Todo esto son algunos ejemplos que, aunque en muchas familias de por sí pueden suceder,  aquí presentan la peculiaridad de que hay uno que no es padre o madre de los hijos de la pareja. Y es que estos niños, adolescentes o semi adultos no han decidido esta situación y frecuentemente se les atraganta, sobre todo a los adolescentes.los hijos de la pareja 3

Por ello frecuentemente es necesario realizar una psicoterapia donde poder profundizar en esa adaptación a un nuevo sistema con peculiaridades específicas, no mejores o peores, pero que requieren una atención especial y que los adultos implicados tienen que saber enfocar, afrontar de forma conjunta y saber comunicarse muy bien. Por desgracia se acaba culpabilizando a los hijos de la pareja de los problemas que se generan, como si fuesen ellos los que tuviesen la responsabilidad de crear el hogar, o de ponerlo fácil.

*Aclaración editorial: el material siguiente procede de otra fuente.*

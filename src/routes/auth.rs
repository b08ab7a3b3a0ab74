use axum::{
    extract::State,
    http::{header::SET_COOKIE, HeaderMap, HeaderValue, StatusCode},
    Json,
};
use axum_extra::{headers::Cookie, typed_header::TypedHeader};
use chrono::{DateTime, Duration as ChronoDuration, Utc};
use diesel::{pg::PgConnection, prelude::*};
use rand::{rngs::OsRng, RngCore};
use serde::{Deserialize, Serialize};
use sha2::{Digest, Sha256};
use uuid::Uuid;

use crate::{
    auth::{password, AuthenticatedUser},
    error::{AppError, AppResult},
    models::{NewRefreshToken, RefreshToken, User},
    schema::{refresh_tokens, users},
    state::AppState,
    utils::json::JsonBody,
};

const REFRESH_COOKIE_NAME: &str = "refresh_token";

#[derive(Deserialize)]
#[serde(deny_unknown_fields)]
pub struct LoginRequest {
    pub username: String,
    pub password: String,
}

#[derive(Serialize)]
#[serde(rename_all = "camelCase")]
pub struct LoginResponse {
    pub access_token: String,
    pub token_type: String,
    pub expires_in: i64,
}

pub async fn login(
    State(state): State<AppState>,
    JsonBody(payload): JsonBody<LoginRequest>,
) -> AppResult<(HeaderMap, Json<LoginResponse>)> {
    let mut conn = state.db()?;

    let user: User = match users::table
        .filter(users::username.eq(&payload.username))
        .first(&mut conn)
    {
        Ok(user) => user,
        Err(diesel::result::Error::NotFound) => return Err(AppError::unauthorized()),
        Err(err) => return Err(AppError::from(err)),
    };

    let valid = password::verify_password(&payload.password, &user.password_hash)
        .map_err(|_| AppError::unauthorized())?;
    if !valid {
        tracing::info!(username = %user.username, "rejected login");
        return Err(AppError::unauthorized());
    }

    issue_session(&state, &mut conn, &user)
}

pub async fn refresh(
    State(state): State<AppState>,
    jar: Option<TypedHeader<Cookie>>,
) -> AppResult<(HeaderMap, Json<LoginResponse>)> {
    let cookies = jar.ok_or_else(AppError::unauthorized)?;
    let refresh_value = cookies
        .get(REFRESH_COOKIE_NAME)
        .ok_or_else(AppError::unauthorized)?;

    let hashed = hash_refresh_token(refresh_value);
    let mut conn = state.db()?;
    let now = Utc::now().naive_utc();

    let token = match refresh_tokens::table
        .filter(refresh_tokens::token_hash.eq(&hashed))
        .filter(refresh_tokens::revoked_at.is_null())
        .filter(refresh_tokens::expires_at.gt(now))
        .first::<RefreshToken>(&mut conn)
    {
        Ok(token) => token,
        Err(diesel::result::Error::NotFound) => return Err(AppError::unauthorized()),
        Err(err) => return Err(AppError::from(err)),
    };

    diesel::update(refresh_tokens::table.find(token.id))
        .set((
            refresh_tokens::revoked_at.eq(now),
            refresh_tokens::updated_at.eq(now),
        ))
        .execute(&mut conn)?;

    let user: User = users::table.find(token.user_id).first(&mut conn)?;
    issue_session(&state, &mut conn, &user)
}

pub async fn logout(
    State(state): State<AppState>,
    user: AuthenticatedUser,
    jar: Option<TypedHeader<Cookie>>,
) -> AppResult<(HeaderMap, StatusCode)> {
    let mut conn = state.db()?;
    let now = Utc::now().naive_utc();

    // revoke the presented token, or every live token of the user when none matches
    let mut revoked = 0;
    if let Some(value) = jar.as_ref().and_then(|cookies| cookies.get(REFRESH_COOKIE_NAME)) {
        revoked = diesel::update(
            refresh_tokens::table
                .filter(refresh_tokens::token_hash.eq(hash_refresh_token(value)))
                .filter(refresh_tokens::user_id.eq(user.user_id))
                .filter(refresh_tokens::revoked_at.is_null()),
        )
        .set((
            refresh_tokens::revoked_at.eq(now),
            refresh_tokens::updated_at.eq(now),
        ))
        .execute(&mut conn)?;
    }
    if revoked == 0 {
        diesel::update(
            refresh_tokens::table
                .filter(refresh_tokens::user_id.eq(user.user_id))
                .filter(refresh_tokens::revoked_at.is_null()),
        )
        .set((
            refresh_tokens::revoked_at.eq(now),
            refresh_tokens::updated_at.eq(now),
        ))
        .execute(&mut conn)?;
    }

    let mut headers = HeaderMap::new();
    headers.insert(SET_COOKIE, refresh_cookie(&state, None)?);
    Ok((headers, StatusCode::NO_CONTENT))
}

pub async fn me(user: AuthenticatedUser) -> Json<AuthenticatedUser> {
    Json(user)
}

fn issue_session(
    state: &AppState,
    conn: &mut PgConnection,
    user: &User,
) -> AppResult<(HeaderMap, Json<LoginResponse>)> {
    let access_token = state
        .jwt
        .generate_token(user.id, user.tenant_id, &user.username, &user.role)
        .map_err(AppError::from)?;

    let now = Utc::now();
    let refresh_value = generate_refresh_token();
    let expires_at = now + ChronoDuration::days(state.config.refresh_token_expiry_days);

    diesel::insert_into(refresh_tokens::table)
        .values(&NewRefreshToken {
            id: Uuid::new_v4(),
            user_id: user.id,
            token_hash: hash_refresh_token(&refresh_value),
            issued_at: now.naive_utc(),
            expires_at: expires_at.naive_utc(),
        })
        .execute(conn)?;

    let mut headers = HeaderMap::new();
    headers.insert(
        SET_COOKIE,
        refresh_cookie(state, Some((&refresh_value, expires_at)))?,
    );

    Ok((
        headers,
        Json(LoginResponse {
            access_token,
            token_type: "Bearer".to_string(),
            expires_in: state.config.jwt_expiry_minutes * 60,
        }),
    ))
}

fn hash_refresh_token(token: &str) -> String {
    let mut hasher = Sha256::new();
    hasher.update(token.as_bytes());
    hex::encode(hasher.finalize())
}

fn generate_refresh_token() -> String {
    let mut bytes = [0u8; 32];
    OsRng.fill_bytes(&mut bytes);
    hex::encode(bytes)
}

/// `Set-Cookie` value carrying a refresh token, or clearing it when `token` is `None`.
fn refresh_cookie(
    state: &AppState,
    token: Option<(&str, DateTime<Utc>)>,
) -> AppResult<HeaderValue> {
    let mut parts = match token {
        Some((value, expires_at)) => {
            let max_age =
                ChronoDuration::days(state.config.refresh_token_expiry_days).num_seconds();
            vec![
                format!("{REFRESH_COOKIE_NAME}={value}"),
                format!("Max-Age={max_age}"),
                format!("Expires={}", expires_at.to_rfc2822()),
            ]
        }
        None => vec![
            format!("{REFRESH_COOKIE_NAME}="),
            "Max-Age=0".to_string(),
            "Expires=Thu, 01 Jan 1970 00:00:00 GMT".to_string(),
        ],
    };
    parts.push("Path=/api/auth".into());
    parts.push("HttpOnly".into());
    parts.push("SameSite=Strict".into());
    if state.config.refresh_cookie_secure {
        parts.push("Secure".into());
    }
    if let Some(domain) = &state.config.refresh_cookie_domain {
        parts.push(format!("Domain={domain}"));
    }

    HeaderValue::from_str(&parts.join("; ")).map_err(AppError::internal)
}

La mayoría de las veces son los adultos los que se despistan a la hora de construir su relación, de no tener expectativas realistas y los hijos de la pareja lo acaban pagando, también, discusiones, tensión y muchas veces de nuevo otra ruptura.

La necesidad de comprensión, de perspectiva, de aceptación, de paciencia, de salir de nuestras percepciones y poder ponerse en cómo se sienten los hijos de la pareja, o nuestra pareja que no tiene hijos es imprescindible en este tipo de relaciones. Nadie dice que sea fácil, pero es necesario.